09 Set Elisabetta, Carlo, la morte e il danno
Mi trovo a pensare stamattina alla regina Elisabetta, al senso di vuoto che accompagna la sua morte. E mi trovo a pensare a Carlo, e alle emozioni contrastanti che si troverà a vivere. il dolore per la morte della madre, e… che emozioni girano dentro una persona che ha atteso per una intera vita, e che finalmente ottiene ciò cui da sempre era destinato: gioia? Soddisfazione? Senso di rivalsa? Gratitudine? Emozioni che vanno a mischiarsi ad altre più riconoscibili, quali il dolore, la tristezza, il senso del dovere.
Penso a Carlo, e penso come lui possa permettersi di provare questo misto di emozioni, e possa permettere che altri, come me, possano pensare alle emozioni che lui sta vivendo.
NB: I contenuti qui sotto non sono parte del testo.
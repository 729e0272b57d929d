//! Canonical permission names.
//!
//! Permissions are `resource.action` strings. Role grants attach them to
//! `(server, stack pattern)` pairs; API-key scopes narrow them further.
//! Entries flagged `api_key_only` can only ever appear on API-key scopes.

pub const STACKS_READ: &str = "stacks.read";
pub const STACKS_MANAGE: &str = "stacks.manage";
pub const FILES_READ: &str = "files.read";
pub const FILES_WRITE: &str = "files.write";
pub const LOGS_READ: &str = "logs.read";
pub const MAINTENANCE_READ: &str = "docker.maintenance.read";
pub const MAINTENANCE_WRITE: &str = "docker.maintenance.write";

pub const ADMIN_USERS: &str = "admin.users";
pub const ADMIN_ROLES: &str = "admin.roles";
pub const ADMIN_SERVERS: &str = "admin.servers";
pub const ADMIN_AUDIT: &str = "admin.audit";

#[derive(Debug, Clone, Copy)]
pub struct PermissionDef {
    pub name: &'static str,
    pub description: &'static str,
    pub api_key_only: bool,
}

impl PermissionDef {
    #[must_use]
    pub fn resource(&self) -> &'static str {
        self.name.rsplit_once('.').map_or(self.name, |(r, _)| r)
    }

    #[must_use]
    pub fn action(&self) -> &'static str {
        self.name.rsplit_once('.').map_or("", |(_, a)| a)
    }
}

pub const CATALOGUE: &[PermissionDef] = &[
    PermissionDef {
        name: STACKS_READ,
        description: "View stacks and their status",
        api_key_only: false,
    },
    PermissionDef {
        name: STACKS_MANAGE,
        description: "Run compose operations against stacks",
        api_key_only: false,
    },
    PermissionDef {
        name: FILES_READ,
        description: "Browse and read stack files",
        api_key_only: false,
    },
    PermissionDef {
        name: FILES_WRITE,
        description: "Create, modify and delete stack files",
        api_key_only: false,
    },
    PermissionDef {
        name: LOGS_READ,
        description: "Read stack and container logs",
        api_key_only: false,
    },
    PermissionDef {
        name: MAINTENANCE_READ,
        description: "View docker disk usage and resources",
        api_key_only: false,
    },
    PermissionDef {
        name: MAINTENANCE_WRITE,
        description: "Prune docker resources",
        api_key_only: false,
    },
    PermissionDef {
        name: ADMIN_USERS,
        description: "Manage users through an API key",
        api_key_only: true,
    },
    PermissionDef {
        name: ADMIN_ROLES,
        description: "Manage roles and grants through an API key",
        api_key_only: true,
    },
    PermissionDef {
        name: ADMIN_SERVERS,
        description: "Manage servers through an API key",
        api_key_only: true,
    },
    PermissionDef {
        name: ADMIN_AUDIT,
        description: "Read the security audit log through an API key",
        api_key_only: true,
    },
];

#[must_use]
pub fn lookup(name: &str) -> Option<&'static PermissionDef> {
    CATALOGUE.iter().find(|def| def.name == name)
}

#[cfg(test)]
mod tests {
    use super::*;

    #[test]
    fn test_resource_and_action_split_on_last_dot() {
        let def = lookup(MAINTENANCE_WRITE).unwrap();
        assert_eq!(def.resource(), "docker.maintenance");
        assert_eq!(def.action(), "write");
    }

    #[test]
    fn test_admin_permissions_are_api_key_only() {
        for def in CATALOGUE {
            assert_eq!(def.name.starts_with("admin."), def.api_key_only, "{}", def.name);
        }
    }

    #[test]
    fn test_lookup_unknown() {
        assert!(lookup("stacks.destroy").is_none());
    }
}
E penso a tutti noi che, quando muore un genitore, soffochiamo le emozioni meno accettabili, quelle che sarebbero socialmente non accettate. Perché sarebbe troppo dover sentirsi addosso anche la riprovazione di chi ci sta intorno.
Nella morte di un genitore si nascondono le emozioni più disparate, e molte di queste non le racconteremmo e non raccontiamo a nessuno, perché nessuno ha voglia di esporsi in modo così profondo, nessuno ha voglia di lasciare calpestare le proprie emozioni e la propria storia – perché, lo vogliamo o no, i genitori fanno la nostra storia – dal primo giudicante che passa.
Ci proteggiamo, fingendo anche che quelle emozioni non ci siano. Ignorando quanto non sia sano negarci di viverle. Il danno arriva quando lasciamo che il socialmente non accettabile diventi un personalmente non accettabile. Il danno arriva quando, invece di accogliere e vivere quelle emozioni nell’intimità della nostra anima, le escludiamo, le neghiamo, fingiamo di non sentirle. Il danno arriva quando ci ammantiamo di dolore negandoci il permesso di sentire e riconoscere ciò che davvero sentiamo.
Oggi tutti pensiamo a Elisabetta e, forse, anche a Carlo. Pensiamo un po’ anche a noi, a quello che ci gira in pancia. Torniamo a toccare la morte dei nostri genitori, e tutte le emozioni che in quel momento sono confluite e da quel momento sono nate. Diamo un nome a quelle emozioni, riconosciamole.
Iniziamo a riparare un po’ di quel danno.